2020-12-16 05:20:05 Sad love flowers, unintentional people

Catalog

One 、 Topic content

Two 、 Their thinking

3、 ... and 、 Code


One 、 Topic content

There's a two-dimensional matrix  A The value of each of these elements is  0  or  1 .

Move means to select any row or column , And convert each value in the row or column : Will all 0 All changed to 1, Will all 1 All changed to 0.

After making any number of moves , Explain each line of the matrix as a binary number , The score of the matrix is the sum of these numbers .

Return as high a score as possible .

Example :

Input :[[0,0,1,1],[1,0,1,0],[1,1,0,0]]
Output :39
explain :
Convert to [[1,1,1,1],[1,0,0,1],[1,1,1,1]]
0b1111 + 0b1001 + 0b1111 = 15 + 9 + 15 = 39

Tips :

1 <= A.length <= 20
1 <= A[0].length <= 20
A[i][j]  yes  0 or  1

Two 、 Their thinking

Get as many numbers as you can , be The first column should all be 1, And then, except for the first column, from left to right Of each column 1 The number of should be greater than 0 The number of , Otherwise, flip , In the end, we can get the result ;

3、 ... and 、 Code

class Solution:
    def matrixScore(self, A: list) -> int:
        m = len(A)
        n = len(A[0])

        #  The first column is full of 1
        for i in range(m):
            if A[i][0] == 1:
                continue
            else:
                for j in range(n):
                    A[i][j] = 1 - A[i][j]

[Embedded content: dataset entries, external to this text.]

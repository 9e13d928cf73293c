//! File-backed JSON record store
//!
//! Records live in named collections and are persisted as one pretty-printed
//! JSON document. Outside a transaction every write goes straight to disk.
//! Inside one, writes land in a staged copy that is written out on commit or
//! dropped on rollback.

use serde::{Deserialize, Serialize};
use serde_json::Value;
use std::collections::BTreeMap;
use std::path::{Path, PathBuf};
use std::sync::{Mutex, MutexGuard};
use thiserror::Error;
use tracing::{debug, trace};

use crate::fixtures::{ScopeOutcome, TransactionError, TransactionScope};

#[derive(Debug, Error)]
pub enum StoreError {
    #[error("Failed to access store file {path}: {source}")]
    Io {
        path: PathBuf,
        source: std::io::Error,
    },

    #[error("Store file {path} is not valid JSON: {source}")]
    Json {
        path: PathBuf,
        source: serde_json::Error,
    },

    #[error("Store state is poisoned by an earlier panic")]
    Poisoned,
}

/// On-disk document layout
#[derive(Debug, Clone, Default, PartialEq, Serialize, Deserialize)]
struct StoreData {
    #[serde(default)]
    collections: BTreeMap<String, Vec<Value>>,
}

#[derive(Debug)]
struct StoreState {
    committed: StoreData,
    staged: Option<StoreData>,
}

/// JSON document store that doubles as the transaction scope of a run
#[derive(Debug)]
pub struct JsonStore {
    path: PathBuf,
    state: Mutex<StoreState>,
}

impl JsonStore {
    /// Open the store at `path`, starting empty when the file does not exist yet
    pub fn open(path: impl Into<PathBuf>) -> Result<Self, StoreError> {
        let path = path.into();

        let committed = if path.exists() {
            let content = std::fs::read_to_string(&path).map_err(|source| StoreError::Io {
                path: path.clone(),
                source,
            })?;
            serde_json::from_str(&content).map_err(|source| StoreError::Json {
                path: path.clone(),
                source,
            })?
        } else {
            debug!("Store file {} does not exist yet", path.display());
            StoreData::default()
        };

        Ok(Self {
            path,
            state: Mutex::new(StoreState {
                committed,
                staged: None,
            }),
        })
    }

    pub fn path(&self) -> &Path {
        &self.path
    }

    /// Insert `record`, replacing the record whose `key_field` holds the same value
    ///
    /// Without a key field, or when the record has no value for it, the record
    /// is appended.
    pub fn upsert(
        &self,
        collection: &str,
        key_field: Option<&str>,
        record: Value,
    ) -> Result<(), StoreError> {
        let mut guard = self.lock()?;
        let state = &mut *guard;

        match state.staged.as_mut() {
            Some(staged) => upsert_into(staged, collection, key_field, record),
            None => {
                upsert_into(&mut state.committed, collection, key_field, record);
                write_document(&self.path, &state.committed)?;
            }
        }
        Ok(())
    }

    /// Records of a collection as currently visible (staged writes included)
    pub fn records(&self, collection: &str) -> Result<Vec<Value>, StoreError> {
        let state = self.lock()?;
        let data = state.staged.as_ref().unwrap_or(&state.committed);
        Ok(data.collections.get(collection).cloned().unwrap_or_default())
    }

    /// Names of all non-empty collections
    pub fn collections(&self) -> Result<Vec<String>, StoreError> {
        let state = self.lock()?;
        let data = state.staged.as_ref().unwrap_or(&state.committed);
        Ok(data
            .collections
            .iter()
            .filter(|(_, records)| !records.is_empty())
            .map(|(name, _)| name.clone())
            .collect())
    }

    pub fn in_transaction(&self) -> bool {
        self.lock().map(|state| state.staged.is_some()).unwrap_or(false)
    }

    fn lock(&self) -> Result<MutexGuard<'_, StoreState>, StoreError> {
        self.state.lock().map_err(|_| StoreError::Poisoned)
    }
}

impl TransactionScope for JsonStore {
    fn begin(&self) -> Result<(), TransactionError> {
        let mut state = self.lock().map_err(backend)?;
        if state.staged.is_some() {
            return Err(TransactionError::AlreadyActive);
        }

        state.staged = Some(state.committed.clone());
        trace!("Store transaction started");
        Ok(())
    }

    fn finish(&self, outcome: ScopeOutcome) -> Result<(), TransactionError> {
        let mut state = self.lock().map_err(backend)?;
        let staged = state.staged.take().ok_or(TransactionError::NotActive)?;

        match outcome {
            ScopeOutcome::Commit => {
                write_document(&self.path, &staged).map_err(backend)?;
                state.committed = staged;
                debug!("Store transaction committed to {}", self.path.display());
            }
            ScopeOutcome::Rollback => {
                debug!("Store transaction rolled back");
            }
        }
        Ok(())
    }
}

fn backend(err: StoreError) -> TransactionError {
    TransactionError::Backend {
        reason: err.to_string(),
    }
}

fn upsert_into(data: &mut StoreData, collection: &str, key_field: Option<&str>, record: Value) {
    let records = data.collections.entry(collection.to_string()).or_default();

    let key_value = key_field.and_then(|field| record.get(field).cloned());
    if let (Some(field), Some(value)) = (key_field, key_value) {
        if let Some(existing) = records
            .iter_mut()
            .find(|existing| existing.get(field) == Some(&value))
        {
            *existing = record;
            return;
        }
    }

    records.push(record);
}

fn write_document(path: &Path, data: &StoreData) -> Result<(), StoreError> {
    let content = serde_json::to_string_pretty(data).map_err(|source| StoreError::Json {
        path: path.to_path_buf(),
        source,
    })?;

    if let Some(parent) = path.parent().filter(|parent| !parent.as_os_str().is_empty()) {
        std::fs::create_dir_all(parent).map_err(|source| StoreError::Io {
            path: parent.to_path_buf(),
            source,
        })?;
    }

    std::fs::write(path, content).map_err(|source| StoreError::Io {
        path: path.to_path_buf(),
        source,
    })
}

#[cfg(test)]
mod tests {
    include!("mod.test.rs");
}
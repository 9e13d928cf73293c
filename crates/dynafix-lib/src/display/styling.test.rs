use super::*;

#[test]
fn test_plain_styling_has_no_escape_codes() {
    let styling = StyleManager::plain();

    assert_eq!(styling.style_success("ok"), "ok");
    assert_eq!(styling.style_emphasis("title"), "title");
    assert_eq!(styling.format_success("done"), "+ done");
    assert_eq!(styling.format_error("failed"), "x failed");
    assert_eq!(styling.format_warning("careful"), "! careful");
    assert_eq!(styling.format_info("note"), "i note");
}

#[test]
fn test_forced_color_emits_ansi() {
    let styling = StyleManager::new(true, false);

    let styled = styling.style_error("boom");
    assert!(styled.contains("\u{1b}["));
    assert_eq!(console::strip_ansi_codes(&styled), "boom");
}

#[test]
fn test_unicode_symbols() {
    let styling = StyleManager::new(false, true);

    assert!(styling.is_unicode());
    assert_eq!(styling.format_success("done"), "✓ done");
    assert_eq!(styling.bullet(), "•");
    assert_eq!(styling.arrow(), "→");
}

#[test]
fn test_ascii_symbols() {
    let styling = StyleManager::plain();

    assert!(!styling.is_unicode());
    assert!(!styling.color_enabled());
    assert_eq!(styling.symbols().spinner.len(), 4);
}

        for j in range(n):
            zero_count = 0
            for i in range(m):
                if A[i][j] == 0:
                    zero_count += 1
            #  A column  0  More than half of them 
            if zero_count * 2 > m:
                #  Inversion 
                for i in range(m):
                    if A[i][j] == 0:
                        A[i][j] = 1
                    else:
                        A[i][j] = 0
        res = 0
        #  Sum up 
        for i in range(m):
            tmp = 0
            for j in range(n - 1, -1, -1):
                power = n - j - 1
                tmp += pow(2, power) * A[i][j]
            res += tmp
        return res


if __name__ == '__main__':
    A = [[0,0,1,1],
         [1,0,1,0],
         [1,1,0,0]]
    s = Solution()
    ans = s.matrixScore(A)
    print(ans)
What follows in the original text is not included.